[Collected data]
☆ ☆ ☆ ☆ ☆ ☆ ☆

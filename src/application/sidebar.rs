//! Per-viewer sidebar rendering and sidebar document maintenance.

use std::sync::Arc;

use askama::Template;
use thiserror::Error;
use tracing::info;

use crate::application::access::AccessError;
use crate::application::repos::{RepoError, SidebarRepo};
use crate::application::tree::{TreeError, TreeService};
use crate::cache::{ObjectCache, ViewerKey};
use crate::domain::nodes::Page;
use crate::domain::sidebar::{
    DEFAULT_SIDEBAR, SidebarEntry, SidebarParseError, SidebarSection, append_entry,
    parse_sidebar, references, serialize_sidebar,
};
use crate::domain::users::UserProfile;
use crate::presentation::views::{SidebarLinkView, SidebarSectionView, SidebarTemplate};

#[derive(Debug, Error)]
pub enum SidebarError {
    #[error(transparent)]
    Parse(#[from] SidebarParseError),
    #[error("failed to serialize sidebar: {0}")]
    Serialize(#[from] serde_yaml::Error),
    #[error("failed to render sidebar: {0}")]
    Render(#[from] askama::Error),
    #[error(transparent)]
    Tree(#[from] TreeError),
    #[error(transparent)]
    Access(#[from] AccessError),
    #[error(transparent)]
    Repo(#[from] RepoError),
}

#[derive(Clone)]
pub struct SidebarService {
    repo: Arc<dyn SidebarRepo>,
    tree: TreeService,
    cache: Arc<ObjectCache>,
}

impl SidebarService {
    pub fn new(repo: Arc<dyn SidebarRepo>, tree: TreeService, cache: Arc<ObjectCache>) -> Self {
        Self { repo, tree, cache }
    }

    /// Stored YAML, empty when no sidebar has been saved.
    pub async fn source(&self) -> Result<String, SidebarError> {
        Ok(self.repo.load_sidebar().await?.unwrap_or_default())
    }

    /// HTML for `viewer`. Entries whose page is gone or unreadable are skipped, and a section
    /// without surviving entries is left out.
    pub async fn render(&self, viewer: Option<&UserProfile>) -> Result<String, SidebarError> {
        let key = ViewerKey::of(viewer.map(|profile| profile.id));
        if let Some(html) = self.cache.get_sidebar(key) {
            return Ok(html);
        }

        let Some(text) = self.repo.load_sidebar().await? else {
            return Ok(String::new());
        };

        let mut sections = Vec::new();
        for section in parse_sidebar(&text)? {
            let mut links = Vec::new();
            for entry in &section.pages {
                let Some(page) = self.tree.find_page(entry.node_id()).await? else {
                    continue;
                };
                if !self.tree.access().can_read(&page.meta, viewer).await? {
                    continue;
                }
                let path = self.tree.path(&page.meta).await?;
                links.push(SidebarLinkView {
                    href: format!("/{path}"),
                    title: entry.title.clone(),
                });
            }
            if !links.is_empty() {
                sections.push(SidebarSectionView {
                    heading: section.heading,
                    links,
                });
            }
        }

        let html = if sections.is_empty() {
            String::new()
        } else {
            SidebarTemplate { sections }.render()?
        };
        self.cache.set_sidebar(key, html.clone());
        Ok(html)
    }

    pub async fn contains_page(&self, page: &Page) -> Result<bool, SidebarError> {
        if let Some(contained) = self.cache.get_sidebar_contains(page.id()) {
            return Ok(contained);
        }

        let contained = match self.repo.load_sidebar().await? {
            Some(text) => references(&parse_sidebar(&text)?, page.id()),
            None => false,
        };
        self.cache.set_sidebar_contains(page.id(), contained);
        Ok(contained)
    }

    /// Appends `page` to the last section of the sidebar.
    pub async fn add_page(&self, page: &Page) -> Result<(), SidebarError> {
        let text = self
            .repo
            .load_sidebar()
            .await?
            .unwrap_or_else(|| DEFAULT_SIDEBAR.to_string());
        let mut sections: Vec<SidebarSection> = parse_sidebar(&text)?;
        append_entry(
            &mut sections,
            SidebarEntry {
                id: page.id().get(),
                title: page.title.clone(),
            },
        );

        let yaml = serialize_sidebar(&sections)?;
        self.save(&yaml).await?;
        info!(
            target = "sitecreator::sidebar",
            page = %page.id(),
            sections = sections.len(),
            "page appended to sidebar"
        );
        Ok(())
    }

    /// Persists `text` if it parses; otherwise nothing is written.
    pub async fn save(&self, text: &str) -> Result<(), SidebarError> {
        parse_sidebar(text)?;
        self.repo.save_sidebar(text).await?;
        self.cache.flush_all("sidebar_saved");
        Ok(())
    }
}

☆ ☆ ☆ ☆ ☆ ☆ ☆

▸ EXERCISE AIM
Search the data for "push". Copy every matching line.

▸ SOLUTION
                links.push(SidebarLinkView {
                sections.push(SidebarSectionView {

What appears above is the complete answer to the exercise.